Despertó al escuchar unas voces procedentes del exterior. No sabía qué hora era. Al incorporarse, la habitación se balanceaba a su alrededor, pero se sujetó al dosel de la cama y caminó titubeando hacia la claridad procedente de la ventana abierta. Justo cuando iba a llegar, tropezó y cayó al suelo, quedando sus ojos a la altura del alféizar. Iba a levantarse cuando de repente vio algo que le extrañó: ocultas entre el follaje, dos figuras medio agazapadas discutían en voz baja, cuidando de mirar a un lado y a otro como si temiesen ser descubiertas. Con cautela, se irguió un poco para intentar distinguirlas. Cuando lo logró, el corazón se le paralizó. Las dos personas que parecían conspirar eran Iris Azul y Bo.
Cuando concluyeron la conversación, Cí regresó hasta la cama. No había conseguido escuchar la disputa, pero sí el tono acusador de ambos. Respiró con fuerza mientras intentaba encontrar una salida a la ratonera en la que se había metido. No se le ocurría nada. Ya sólo confiaba en Feng. Pasados unos instantes, escuchó llamar a la puerta. Cuando autorizó la entrada, entró en el dormitorio Iris Azul.
—¿Cómo te encuentras? —preguntó la mujer, distante.
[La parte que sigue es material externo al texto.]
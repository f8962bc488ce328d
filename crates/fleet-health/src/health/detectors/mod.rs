mod recent;
mod recurring;
mod service;
mod timing;

use super::config::HealthConfig;
use super::domain::{InspectionRecord, MaintenanceRecord};
use super::views::Issue;
use chrono::{DateTime, Utc};

/// One vehicle's history, normalized newest-first, plus the facts every detector shares.
pub(crate) struct VehicleHistory<'a> {
    pub inspections: Vec<&'a InspectionRecord>,
    pub maintenance: Vec<&'a MaintenanceRecord>,
    pub now: DateTime<Utc>,
    pub baseline_interval_days: Option<f64>,
}

impl<'a> VehicleHistory<'a> {
    pub fn new(
        inspections: &'a [InspectionRecord],
        maintenance: &'a [MaintenanceRecord],
        now: DateTime<Utc>,
    ) -> Self {
        let mut inspections: Vec<&InspectionRecord> = inspections.iter().collect();
        inspections.sort_by(|a, b| b.inspected_at.cmp(&a.inspected_at));
        let mut maintenance: Vec<&MaintenanceRecord> = maintenance.iter().collect();
        maintenance.sort_by(|a, b| b.serviced_at.cmp(&a.serviced_at));

        let timestamps: Vec<DateTime<Utc>> =
            inspections.iter().map(|record| record.inspected_at).collect();
        let baseline_interval_days = super::baseline::baseline_interval(&timestamps);

        Self {
            inspections,
            maintenance,
            now,
            baseline_interval_days,
        }
    }

    pub fn is_empty(&self) -> bool {
        self.inspections.is_empty() && self.maintenance.is_empty()
    }

    pub fn latest_inspection(&self) -> Option<&'a InspectionRecord> {
        self.inspections.first().copied()
    }

    pub fn latest_maintenance(&self) -> Option<&'a MaintenanceRecord> {
        self.maintenance.first().copied()
    }

    pub fn days_since_inspection(&self) -> Option<i64> {
        self.latest_inspection()
            .map(|record| (self.now - record.inspected_at).num_days())
    }

    pub fn days_since_maintenance(&self) -> Option<i64> {
        self.latest_maintenance()
            .map(|record| (self.now - record.serviced_at).num_days())
    }
}

/// Runs every detector in emission order: timing, recurring, recent, service.
pub(crate) fn detect_issues(history: &VehicleHistory<'_>, config: &HealthConfig) -> Vec<Issue> {
    let mut issues = Vec::new();
    issues.extend(timing::detect(history, config));
    issues.extend(recurring::detect(history, config));
    issues.extend(recent::detect(history, config));
    issues.extend(service::detect(history, config));
    issues
}


#[cfg(test)]
mod tests {
    use super::fixtures::*;
    use super::*;
    use crate::health::views::IssueKind;

    #[test]
    fn history_is_normalized_newest_first() {
        let inspections = vec![inspection(30, &[]), inspection(2, &[]), inspection(16, &[])];
        let maintenance = vec![maintenance(100, None), maintenance(20, None)];
        let history = VehicleHistory::new(&inspections, &maintenance, now());

        assert_eq!(history.days_since_inspection(), Some(2));
        assert_eq!(history.days_since_maintenance(), Some(20));
        assert_eq!(history.baseline_interval_days, Some(14.0));
    }

    #[test]
    fn emits_in_detector_order() {
        let inspections = vec![
            inspection(3, &[("wipers", "streaking")]),
            inspection(40, &[("wipers", "streaking")]),
            inspection(50, &[]),
        ];
        let maintenance = vec![maintenance(200, None)];
        let history = VehicleHistory::new(&inspections, &maintenance, now());

        let kinds: Vec<IssueKind> = detect_issues(&history, &HealthConfig::default())
            .into_iter()
            .map(|issue| issue.kind)
            .collect();

        assert_eq!(
            kinds,
            vec![
                IssueKind::RecurringFailure,
                IssueKind::RecentFailure,
                IssueKind::ServiceElapsed,
            ]
        );
    }
}
use chrono::{DateTime, Duration, TimeZone, Utc};
use fleet_health::health::{
    ChecklistEntry, FleetHealthEngine, HealthConfig, HealthStatus, InspectionRecord, IssueKind,
    MaintenanceRecord, Severity, Vehicle, VehicleHealth, VehicleId,
};
use std::collections::{BTreeMap, HashMap};

fn now() -> DateTime<Utc> {
    Utc.with_ymd_and_hms(2025, 9, 24, 14, 0, 0)
        .single()
        .expect("valid evaluation time")
}

fn vehicle(id: &str) -> Vehicle {
    Vehicle {
        id: VehicleId::new(id),
        code: format!("T-{id}"),
        brand: "Isuzu".to_string(),
        model: "N-Series".to_string(),
        active: true,
    }
}

fn inspection(id: &str, days_ago: i64, failures: &[(&str, &str)]) -> InspectionRecord {
    let mut checklist = BTreeMap::new();
    checklist.insert("horn".to_string(), ChecklistEntry::passed());
    for (key, remark) in failures {
        checklist.insert(key.to_string(), ChecklistEntry::failed(*remark));
    }
    InspectionRecord {
        vehicle_id: VehicleId::new(id),
        inspected_at: now() - Duration::days(days_ago),
        odometer_km: None,
        driver_name: "J. Tan".to_string(),
        checklist,
    }
}

fn maintenance(id: &str, days_ago: i64, odometer_km: Option<u32>) -> MaintenanceRecord {
    MaintenanceRecord {
        vehicle_id: VehicleId::new(id),
        serviced_at: now() - Duration::days(days_ago),
        odometer_km,
        supplier: "Northside Garage".to_string(),
        amount: Some(310.0),
        remarks: Some("Routine service".to_string()),
    }
}

fn evaluate_one(
    inspections: Vec<InspectionRecord>,
    maintenance: Vec<MaintenanceRecord>,
) -> VehicleHealth {
    FleetHealthEngine::default().evaluate_vehicle(&vehicle("VH-01"), &inspections, &maintenance, now())
}

struct Fleet {
    vehicles: Vec<Vehicle>,
    inspections: HashMap<VehicleId, Vec<InspectionRecord>>,
    maintenance: HashMap<VehicleId, Vec<MaintenanceRecord>>,
}

fn mixed_fleet() -> Fleet {
    let mut inspections = HashMap::new();
    let mut maintenance_map = HashMap::new();

    // healthy: regular cadence, recent service
    inspections.insert(
        VehicleId::new("ok"),
        vec![
            inspection("ok", 5, &[]),
            inspection("ok", 19, &[]),
            inspection("ok", 33, &[]),
        ],
    );
    maintenance_map.insert(VehicleId::new("ok"), vec![maintenance("ok", 30, None)]);

    // recurring non-safety failure
    inspections.insert(
        VehicleId::new("warn"),
        vec![
            inspection("warn", 12, &[("wipers", "streaking")]),
            inspection("warn", 26, &[]),
            inspection("warn", 40, &[("wipers", "streaking")]),
        ],
    );

    // recent brake failure
    inspections.insert(
        VehicleId::new("crit"),
        vec![inspection("crit", 2, &[("brakes", "pulls left")])],
    );

    let mut retired = vehicle("retired");
    retired.active = false;
    inspections.insert(
        VehicleId::new("retired"),
        vec![inspection("retired", 1, &[("brakes", "seized")])],
    );

    Fleet {
        vehicles: vec![
            vehicle("ok"),
            vehicle("warn"),
            vehicle("crit"),
            vehicle("empty"),
            retired,
        ],
        inspections,
        maintenance: maintenance_map,
    }
}

#[test]
fn summarizes_a_mixed_fleet() {
    let fleet = mixed_fleet();
    let result = FleetHealthEngine::default().evaluate(
        &fleet.vehicles,
        &fleet.inspections,
        &fleet.maintenance,
        now(),
    );

    let statuses: Vec<(&str, HealthStatus)> = result
        .vehicles
        .iter()
        .map(|health| (health.vehicle_id.as_str(), health.status))
        .collect();
    assert_eq!(
        statuses,
        vec![
            ("ok", HealthStatus::Ok),
            ("warn", HealthStatus::Warning),
            ("crit", HealthStatus::Critical),
            ("empty", HealthStatus::NoData),
        ]
    );

    let summary = result.summary;
    assert_eq!(summary.critical, 1);
    assert_eq!(summary.warning, 1);
    assert_eq!(summary.ok, 1);
    assert_eq!(summary.no_data, 1);
    assert_eq!(summary.total_active, 4);
    assert_eq!(
        summary.critical + summary.warning + summary.ok + summary.no_data,
        summary.total_active
    );
}

#[test]
fn status_tracks_issue_severities() {
    let fleet = mixed_fleet();
    let result = FleetHealthEngine::default().evaluate(
        &fleet.vehicles,
        &fleet.inspections,
        &fleet.maintenance,
        now(),
    );

    for health in result
        .vehicles
        .iter()
        .filter(|health| health.status != HealthStatus::NoData)
    {
        let expected = if health.count_with(Severity::Critical) > 0 {
            HealthStatus::Critical
        } else if health.count_with(Severity::Warning) > 0 {
            HealthStatus::Warning
        } else {
            HealthStatus::Ok
        };
        assert_eq!(health.status, expected, "vehicle {}", health.vehicle_id);
    }
}

#[test]
fn repeated_evaluation_is_byte_identical() {
    let fleet = mixed_fleet();
    let engine = FleetHealthEngine::default();

    let first = engine.evaluate(&fleet.vehicles, &fleet.inspections, &fleet.maintenance, now());
    let second = engine.evaluate(&fleet.vehicles, &fleet.inspections, &fleet.maintenance, now());

    assert_eq!(
        serde_json::to_string(&first).expect("serializes"),
        serde_json::to_string(&second).expect("serializes")
    );
}

#[test]
fn vehicle_without_history_is_no_data() {
    let health = evaluate_one(Vec::new(), Vec::new());

    assert_eq!(health.status, HealthStatus::NoData);
    assert!(health.issues.is_empty());
    assert!(health.days_since_inspection.is_none());
    assert!(health.days_since_maintenance.is_none());
}

#[test]
fn maintenance_only_history_is_judged() {
    let health = evaluate_one(Vec::new(), vec![maintenance("VH-01", 20, Some(30_000))]);

    assert_eq!(health.status, HealthStatus::Ok);
    assert_eq!(health.days_since_maintenance, Some(20));
}

#[test]
fn single_recent_inspection_has_no_timing_issue() {
    let health = evaluate_one(vec![inspection("VH-01", 5, &[])], Vec::new());

    assert!(health
        .issues
        .iter()
        .all(|issue| issue.kind != IssueKind::InspectionTiming));
    assert!(health.baseline_interval_days.is_none());
    assert_eq!(health.status, HealthStatus::Ok);
}

#[test]
fn recurring_failure_reports_two_of_three() {
    let health = evaluate_one(
        vec![
            inspection("VH-01", 20, &[("brake_pads", "3mm remaining")]),
            inspection("VH-01", 35, &[]),
            inspection("VH-01", 50, &[("brake_pads", "4mm remaining")]),
        ],
        Vec::new(),
    );

    let recurring: Vec<_> = health
        .issues
        .iter()
        .filter(|issue| issue.kind == IssueKind::RecurringFailure)
        .collect();
    assert_eq!(recurring.len(), 1);
    assert_eq!(recurring[0].severity, Severity::Warning);
    assert_eq!(recurring[0].item.as_deref(), Some("brake_pads"));
    assert!(recurring[0].text.contains("brake_pads"));
    assert!(recurring[0].text.contains("2 of last 3"));
}

#[test]
fn recent_brake_failure_is_critical() {
    let health = evaluate_one(
        vec![inspection("VH-01", 3, &[("brakes", "grinding noise")])],
        Vec::new(),
    );

    assert_eq!(health.status, HealthStatus::Critical);
    assert_eq!(health.issues.len(), 1);
    assert_eq!(health.issues[0].severity, Severity::Critical);
    assert_eq!(health.issues[0].kind, IssueKind::RecentFailure);
}

#[test]
fn long_overdue_service_is_one_critical_issue() {
    let health = evaluate_one(Vec::new(), vec![maintenance("VH-01", 200, None)]);

    let service: Vec<_> = health
        .issues
        .iter()
        .filter(|issue| issue.kind == IssueKind::ServiceElapsed)
        .collect();
    assert_eq!(service.len(), 1);
    assert_eq!(service[0].severity, Severity::Critical);
    assert_eq!(health.status, HealthStatus::Critical);
}

#[test]
fn odometer_gap_needs_maintenance_history() {
    let mut latest = inspection("VH-01", 1, &[]);
    latest.odometer_km = Some(55_000);

    let health = evaluate_one(
        vec![latest.clone()],
        vec![maintenance("VH-01", 30, Some(49_000))],
    );
    let gap: Vec<_> = health
        .issues
        .iter()
        .filter(|issue| issue.kind == IssueKind::ServiceOdometer)
        .collect();
    assert_eq!(gap.len(), 1);
    assert_eq!(gap[0].severity, Severity::Warning);
    assert_eq!(gap[0].text, "service may be due — 6000 km since last service");

    let health = evaluate_one(vec![latest], Vec::new());
    assert!(health
        .issues
        .iter()
        .all(|issue| issue.kind != IssueKind::ServiceOdometer));
}

#[test]
fn critical_issues_lead_the_list() {
    let health = evaluate_one(
        vec![
            inspection("VH-01", 70, &[("wipers", "smearing"), ("tyres", "bald")]),
            inspection("VH-01", 80, &[("wipers", "smearing")]),
            inspection("VH-01", 90, &[]),
        ],
        vec![maintenance("VH-01", 120, None)],
    );

    // 70 days since last inspection against a 10-day cadence
    let severities: Vec<Severity> = health.issues.iter().map(|issue| issue.severity).collect();
    let kinds: Vec<IssueKind> = health.issues.iter().map(|issue| issue.kind).collect();
    assert_eq!(
        severities,
        vec![Severity::Critical, Severity::Warning, Severity::Warning]
    );
    assert_eq!(
        kinds,
        vec![
            IssueKind::InspectionTiming,
            IssueKind::RecurringFailure,
            IssueKind::ServiceElapsed,
        ]
    );
}

#[test]
fn custom_thresholds_change_verdicts() {
    let config = HealthConfig {
        service_warning_days: 30,
        service_critical_days: 60,
        ..HealthConfig::default()
    };
    let engine = FleetHealthEngine::new(config);

    let health = engine.evaluate_vehicle(
        &vehicle("VH-01"),
        &[],
        &[maintenance("VH-01", 45, None)],
        now(),
    );

    assert_eq!(health.status, HealthStatus::Warning);
    assert_eq!(engine.config().service_warning_days, 30);
}

#[test]
fn out_of_order_history_matches_sorted_history() {
    let sorted = vec![
        inspection("VH-01", 4, &[("mirrors", "cracked")]),
        inspection("VH-01", 18, &[("mirrors", "cracked")]),
        inspection("VH-01", 32, &[]),
    ];
    let mut shuffled = sorted.clone();
    shuffled.swap(0, 2);

    assert_eq!(
        evaluate_one(sorted, Vec::new()),
        evaluate_one(shuffled, Vec::new())
    );
}
use chrono::{DateTime, Utc};

const SECONDS_PER_DAY: f64 = 86_400.0;

/// Mean gap in days between consecutive inspections, newest-first input.
///
/// Returns `None` with fewer than two inspections, or when every inspection shares the same
/// timestamp and no cadence can be derived.
pub(crate) fn baseline_interval(timestamps: &[DateTime<Utc>]) -> Option<f64> {
    if timestamps.len() < 2 {
        return None;
    }

    let total_days: f64 = timestamps
        .windows(2)
        .map(|pair| (pair[0] - pair[1]).num_seconds() as f64 / SECONDS_PER_DAY)
        .sum();
    let mean = total_days / (timestamps.len() - 1) as f64;

    if mean > 0.0 {
        Some(mean)
    } else {
        None
    }
}
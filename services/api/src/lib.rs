mod cli;
mod infra;
mod report;
mod routes;
mod server;

use fleet_health::error::AppError;

pub async fn run() -> Result<(), AppError> {
    cli::run().await
}
use crate::infra::{deserialize_optional_timestamp, AppState};
use axum::http::{header, StatusCode};
use axum::response::IntoResponse;
use axum::routing::{get, post};
use axum::{Extension, Json, Router};
use chrono::{DateTime, Utc};
use fleet_health::error::AppError;
use fleet_health::history::{FleetSnapshot, MaintenanceCsvImporter};
use fleet_health::{FleetHealthEngine, FleetHealthResult};
use serde::Deserialize;
use serde_json::json;
use std::io::Cursor;
use std::sync::Arc;

#[derive(Debug, Deserialize)]
pub(crate) struct FleetHealthRequest {
    #[serde(default)]
    pub(crate) snapshot: FleetSnapshot,
    #[serde(default, deserialize_with = "deserialize_optional_timestamp")]
    pub(crate) now: Option<DateTime<Utc>>,
    #[serde(default)]
    pub(crate) maintenance_csv: Option<String>,
}

/// Evaluation routes; operational endpoints that need [`AppState`] are added by the server.
pub(crate) fn fleet_router(engine: Arc<FleetHealthEngine>) -> Router {
    Router::new()
        .route("/health", get(healthcheck))
        .route("/api/v1/fleet/health", post(fleet_health_endpoint))
        .layer(Extension(engine))
}

pub(crate) fn with_operational_routes(router: Router) -> Router {
    router
        .route("/ready", get(readiness_endpoint))
        .route("/metrics", get(metrics_endpoint))
}

pub(crate) async fn healthcheck() -> Json<serde_json::Value> {
    Json(json!({ "status": "ok" }))
}

pub(crate) async fn readiness_endpoint(Extension(state): Extension<AppState>) -> impl IntoResponse {
    let ready = state.readiness.load(std::sync::atomic::Ordering::Relaxed);
    let status = if ready {
        StatusCode::OK
    } else {
        StatusCode::SERVICE_UNAVAILABLE
    };

    let payload = if ready {
        json!({ "status": "ready" })
    } else {
        json!({ "status": "initializing" })
    };

    (status, Json(payload))
}

pub(crate) async fn metrics_endpoint(Extension(state): Extension<AppState>) -> impl IntoResponse {
    (
        StatusCode::OK,
        [(header::CONTENT_TYPE, "text/plain; version=0.0.4")],
        state.metrics.render(),
    )
}

pub(crate) async fn fleet_health_endpoint(
    Extension(engine): Extension<Arc<FleetHealthEngine>>,
    Json(payload): Json<FleetHealthRequest>,
) -> Result<Json<FleetHealthResult>, AppError> {
    let FleetHealthRequest {
        mut snapshot,
        now,
        maintenance_csv,
    } = payload;

    if let Some(csv) = maintenance_csv {
        let reader = Cursor::new(csv.into_bytes());
        snapshot.extend_maintenance(MaintenanceCsvImporter::from_reader(reader)?);
    }

    let now = now.unwrap_or_else(Utc::now);
    Ok(Json(snapshot.into_histories().evaluate(&engine, now)))
}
Cí la miró de arriba abajo mientras ella permanecía impasible, como si se encontrara frente a un desconocido al que jamás hubiera amado. Iris Azul se acercó despacio hasta el borde de la cama y depositó la tetera que llevaba en una bandeja. Cí contempló sus manos. Temblaban como las de una enferma.
—Estoy bien.
Acto seguido le preguntó de qué conocía a Bo. Al escucharlo, la mujer derramó sin querer el té. Cí trató de limpiar el líquido que goteaba de la bandeja.
—Perdona —balbució mientras le ayudaba—. Son cosas que pasan cuando una es ciega.
Le respondió que no conocía a Bo. Cí sabía que le mentía. No quiso insistir para no dejarla en evidencia. Iba a necesitar cualquier ventaja, y tal vez aquélla la pudiera emplear.
—No hemos tenido ocasión de hablar de lo que sucedió la otra noche —dijo él.
—¿A qué te refieres?
—Me refiero a la noche en la que yacimos juntos. ¿Tan mala memoria tienes o con tantos has estado que no eres capaz de recordar?
Ella intentó abofetearle, pero él la sujetó.
—¡Suéltame! —gritó—. ¡Suéltame antes de que llame a mi marido!
Cí aflojó su mano justo en el instante en que Feng entraba por la puerta. Ambos carraspearon. Ella se separó.
—Derramé el té —se excusó ella.
Feng no le concedió importancia. Al contrario, corrió a recoger la taza y acompañó a Iris a la puerta. Luego cerró y se acercó a Cí. Se alegró de encontrarle despierto y con mejor cara que por la mañana. Sin embargo, le mostró su preocupación por el paso de las horas y la ausencia de pruebas con las que sustentar su defensa.